Ce que ça prouve ? « Que l’on ne vainc pas un groupe terroriste par des moyens militaires », résume Marie-Joëlle Zahar, directrice du Réseau de recherche sur les opérations de paix du Centre d’études et de recherches internationales de l’Université de Montréal.

Quels sont les signes d’un réveil de l’EI en Syrie ?

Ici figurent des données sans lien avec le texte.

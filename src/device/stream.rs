//! Per-device execution streams.
//!
//! A [`Stream`] is a FIFO work queue with an owned worker thread, giving
//! launches the ordering semantics of an accelerator stream: submission is
//! asynchronous relative to the caller, queued work executes strictly in
//! order, and [`Stream::synchronize`] blocks until everything submitted so
//! far has completed. Each device gets its own stream, so counterpart
//! rounds on two devices run concurrently and can rendezvous.

use crate::error::{LinkError, Result};
use crossbeam_queue::SegQueue;
use std::sync::mpsc;
use std::sync::Arc;
use std::thread::{self, JoinHandle};

type Task = Box<dyn FnOnce() + Send + 'static>;

enum Op {
    Run(Task),
    Shutdown,
}

struct Shared {
    queue: SegQueue<Op>,
}

/// A FIFO execution queue backed by one worker thread.
pub struct Stream {
    shared: Arc<Shared>,
    worker: Option<JoinHandle<()>>,
}

impl Stream {
    pub fn new() -> Result<Self> {
        let shared = Arc::new(Shared {
            queue: SegQueue::new(),
        });
        let inner = Arc::clone(&shared);
        let worker = thread::Builder::new()
            .name("peerlink-stream".into())
            .spawn(move || loop {
                match inner.queue.pop() {
                    Some(Op::Run(task)) => task(),
                    Some(Op::Shutdown) => break,
                    None => thread::park(),
                }
            })?;
        Ok(Self {
            shared,
            worker: Some(worker),
        })
    }

    /// Queue a task behind everything already submitted.
    pub(crate) fn submit(&self, task: Task) {
        self.shared.queue.push(Op::Run(task));
        self.unpark();
    }

    /// Block until all previously submitted work has completed.
    ///
    /// Fails with [`LinkError::StreamDead`] if the worker died first, which
    /// happens when a queued launch aborted (e.g. the opt-in handshake
    /// watchdog fired).
    pub fn synchronize(&self) -> Result<()> {
        let (tx, rx) = mpsc::channel();
        self.submit(Box::new(move || {
            let _ = tx.send(());
        }));
        // A dead worker never runs the rendezvous task, so poll liveness
        // instead of blocking on the channel forever.
        loop {
            match rx.recv_timeout(std::time::Duration::from_millis(20)) {
                Ok(()) => return Ok(()),
                Err(mpsc::RecvTimeoutError::Timeout) => {
                    if self.worker.as_ref().map_or(true, |w| w.is_finished()) {
                        return Err(LinkError::StreamDead);
                    }
                }
                Err(mpsc::RecvTimeoutError::Disconnected) => return Err(LinkError::StreamDead),
            }
        }
    }

    fn unpark(&self) {
        if let Some(worker) = &self.worker {
            worker.thread().unpark();
        }
    }
}

impl Drop for Stream {
    fn drop(&mut self) {
        self.shared.queue.push(Op::Shutdown);
        self.unpark();
        if let Some(worker) = self.worker.take() {
            let _ = worker.join();
        }
    }
}

#[cfg(test)]
mod tests {
    use super::*;
    use std::sync::Mutex;

    #[test]
    fn test_tasks_run_in_submission_order() {
        let stream = Stream::new().unwrap();
        let seen = Arc::new(Mutex::new(Vec::new()));
        for i in 0..32 {
            let seen = Arc::clone(&seen);
            stream.submit(Box::new(move || seen.lock().unwrap().push(i)));
        }
        stream.synchronize().unwrap();
        assert_eq!(*seen.lock().unwrap(), (0..32).collect::<Vec<_>>());
    }

    #[test]
    fn test_synchronize_waits_for_slow_task() {
        let stream = Stream::new().unwrap();
        let done = Arc::new(Mutex::new(false));
        let flag = Arc::clone(&done);
        stream.submit(Box::new(move || {
            thread::sleep(std::time::Duration::from_millis(50));
            *flag.lock().unwrap() = true;
        }));
        stream.synchronize().unwrap();
        assert!(*done.lock().unwrap());
    }

    #[test]
    fn test_synchronize_reports_dead_worker() {
        let stream = Stream::new().unwrap();
        stream.submit(Box::new(|| panic!("launch aborted")));
        assert!(matches!(
            stream.synchronize(),
            Err(LinkError::StreamDead)
        ));
    }

    #[test]
    fn test_empty_synchronize() {
        let stream = Stream::new().unwrap();
        stream.synchronize().unwrap();
        stream.synchronize().unwrap();
    }
}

Une série d’attaques visant l’armée syrienne et ses alliés ont eu lieu depuis mars dernier, et leur fréquence a augmenté depuis la mi-mai. Depuis deux mois, l’EI a signé près d’une dizaine d’attaques d’envergure, visant surtout des cibles militaires ou pétrolières, en plus du massacre de Soueida qui ciblait les civils. L’attaque la plus importante, début juin, a ciblé la ville de Boukamal, dans l’est de la Syrie, frontalière de l’Irak. Les djihadistes avaient alors réussi à s’emparer de plusieurs quartiers de la ville, avant d’en être délogés, deux jours plus tard.

En gros, selon un analyste cité par l’AFP, Nawar Oliver, de l’Institut Omran en Turquie, le régime a réussi à vaincre l’EI dans les villes, mais pas dans le désert. La simultanéité de plusieurs attaques dénote aussi la présence d’une ligne de commandement efficace.

Quels sont les effectifs de l’EI ?

Le groupe djihadiste compterait encore 7000 combattants actifs, selon un ancien général de l’armée libanaise, Amine Hoteit, cité par Radio France internationale (RFI). Selon lui, l’organisation serait passée d’une stratégie de contrôle territorial à une stratégie « de harcèlement des forces ennemies », depuis des poches de repli dans le désert équipées pour accueillir des dizaines de combattants.

De plus, l’EI parvient à reconstituer sa force de frappe grâce à des échanges de prisonniers, y compris avec les Kurdes, écrit Jean-Pierre Filiu dans un récent article.

Pourquoi l’EI a-t-il ciblé Soueida ?

Selon Jean-Pierre Filiu, les Forces révolutionnaires syriennes ont longtemps contenu l’EI dans la région de Yarmouk, l’ancien camp palestinien longtemps assiégé par Damas, où les djihadistes ont fini par s’implanter. « Leur élimination par Assad a permis à Daech [acronyme arabe de l’EI] de se projeter hors de son bastion et jusqu’à Soueida », écrit-il par courriel à La Presse.

En d’autres mots : ici comme ailleurs, en ciblant d’abord et avant tout l’opposition armée, le régime a permis la « résilience » de l’EI. D’autres facteurs ont contribué à ce regain de vie, souligne Jean-Pierre Filiu, qui cite les contradictions entre les différents membres de la coalition anti-EI, et le blocage politique qui ferme la porte à une voix sunnite alternative à l’EI.